Stored items
_ _ _ _

//! HTTP protocol implementation.
//!
//! A deliberately small HTTP/1.1 subset: one request per connection, no
//! keep-alive, no chunked encoding.
//!
//! # Architecture
//!
//! - **`connection`**: Per-connection state machine driving read, route and write
//! - **`parser`**: Turns raw bytes into a [`request::Request`]
//! - **`request`**: HTTP request representation
//! - **`response`**: HTTP response representation with builder pattern
//! - **`writer`**: Serializes responses and writes them to the client
//!
//! # Connection State Machine
//!
//! ```text
//!        ┌─────────────┐
//!        │   Reading   │ ← Read until head + Content-Length arrived
//!        └──────┬──────┘
//!               │ Request parsed          │ Malformed / too large
//!               ▼                         ▼
//!        ┌──────────────────┐      ┌──────────────┐
//!        │   Processing     │      │   Rejected   │ ← 400 / 413
//!        └──────┬───────────┘      └──────┬───────┘
//!               │ Response ready          │
//!               ▼                         │
//!        ┌──────────────────┐             │
//!        │    Writing       │ ◄───────────┘
//!        └──────┬───────────┘
//!               │ Response sent
//!               ▼
//!            Closed
//! ```
//!
//! # Example
//!
//! ```ignore
//! use std::sync::Arc;
//! use ferry::http::connection::{Connection, Limits};
//! use ferry::routes::Router;
//! use ferry::storage::FileStore;
//! use tokio::net::TcpListener;
//!
//! #[tokio::main]
//! async fn main() -> anyhow::Result<()> {
//!     let listener = TcpListener::bind("127.0.0.1:4221").await?;
//!     let router = Arc::new(Router::new(FileStore::new(".")));
//!
//!     loop {
//!         let (socket, _addr) = listener.accept().await?;
//!         let router = router.clone();
//!         tokio::spawn(async move {
//!             let mut conn = Connection::new(socket, router, Limits::default());
//!             if let Err(e) = conn.run().await {
//!                 eprintln!("Connection error: {}", e);
//!             }
//!         });
//!     }
//! }
//! ```

pub mod request;
pub mod response;
pub mod parser;
pub mod connection;
pub mod writer;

_ _ _ _

Required work
Using the records above, copy all lines that include the word "ferry".

Task output
//! use ferry::http::connection::{Connection, Limits};
//! use ferry::routes::Router;
//! use ferry::storage::FileStore;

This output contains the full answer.